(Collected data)
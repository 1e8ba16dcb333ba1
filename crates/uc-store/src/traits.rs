use crate::error::StoreResult;
use crate::record::{StoredRecord, StreamScan};

/// Append-only, sequence-keyed record store.
///
/// All implementations must satisfy these invariants:
/// - `append` succeeds only when `record.seq == len(stream) + 1`.
/// - A failed `append` leaves the stream unchanged; a successful one is
///   visible to every subsequent read.
/// - Reads never observe a partially written record.
/// - Records come back in strict sequence order.
/// - Appends to different streams may proceed in parallel.
pub trait RecordStore: Send + Sync {
    /// Append the next record to `stream`.
    fn append(&self, stream: &str, record: &StoredRecord) -> StoreResult<()>;

    /// Read every record of `stream` in sequence order.
    ///
    /// Returns an empty vector for streams that were never written.
    fn read_all(&self, stream: &str) -> StoreResult<Vec<StoredRecord>>;

    /// Read `stream` up to the first damaged record, reporting where the
    /// damage starts instead of failing.
    ///
    /// Backends without persisted frames never report damage.
    fn scan(&self, stream: &str) -> StoreResult<StreamScan> {
        Ok(StreamScan::intact(self.read_all(stream)?))
    }

    /// Number of records in `stream`.
    fn len(&self, stream: &str) -> StoreResult<u64>;

    /// The most recently appended record, if any.
    ///
    /// Default implementation reads the whole stream. Backends may override.
    fn last(&self, stream: &str) -> StoreResult<Option<StoredRecord>> {
        Ok(self.read_all(stream)?.pop())
    }

    /// Read records with `from_seq <= seq <= to_seq`.
    ///
    /// Default implementation filters `read_all`.
    fn read_range(&self, stream: &str, from_seq: u64, to_seq: u64) -> StoreResult<Vec<StoredRecord>> {
        Ok(self
            .read_all(stream)?
            .into_iter()
            .filter(|r| r.seq >= from_seq && r.seq <= to_seq)
            .collect())
    }

    /// Returns `true` when `stream` holds no records.
    fn is_empty(&self, stream: &str) -> StoreResult<bool> {
        Ok(self.len(stream)? == 0)
    }
}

Task prompt:
Starting at the line that contains "fn read_range(&self, stream: &str, from_seq: u64, to_seq: u64)", restate word for word every line through the last one in the records above. Return nothing else.

Your solution:
    fn read_range(&self, stream: &str, from_seq: u64, to_seq: u64) -> StoreResult<Vec<StoredRecord>> {
        Ok(self
            .read_all(stream)?
            .into_iter()
            .filter(|r| r.seq >= from_seq && r.seq <= to_seq)
            .collect())
    }

    /// Returns `true` when `stream` holds no records.
    fn is_empty(&self, stream: &str) -> StoreResult<bool> {
        Ok(self.len(stream)? == 0)
    }
}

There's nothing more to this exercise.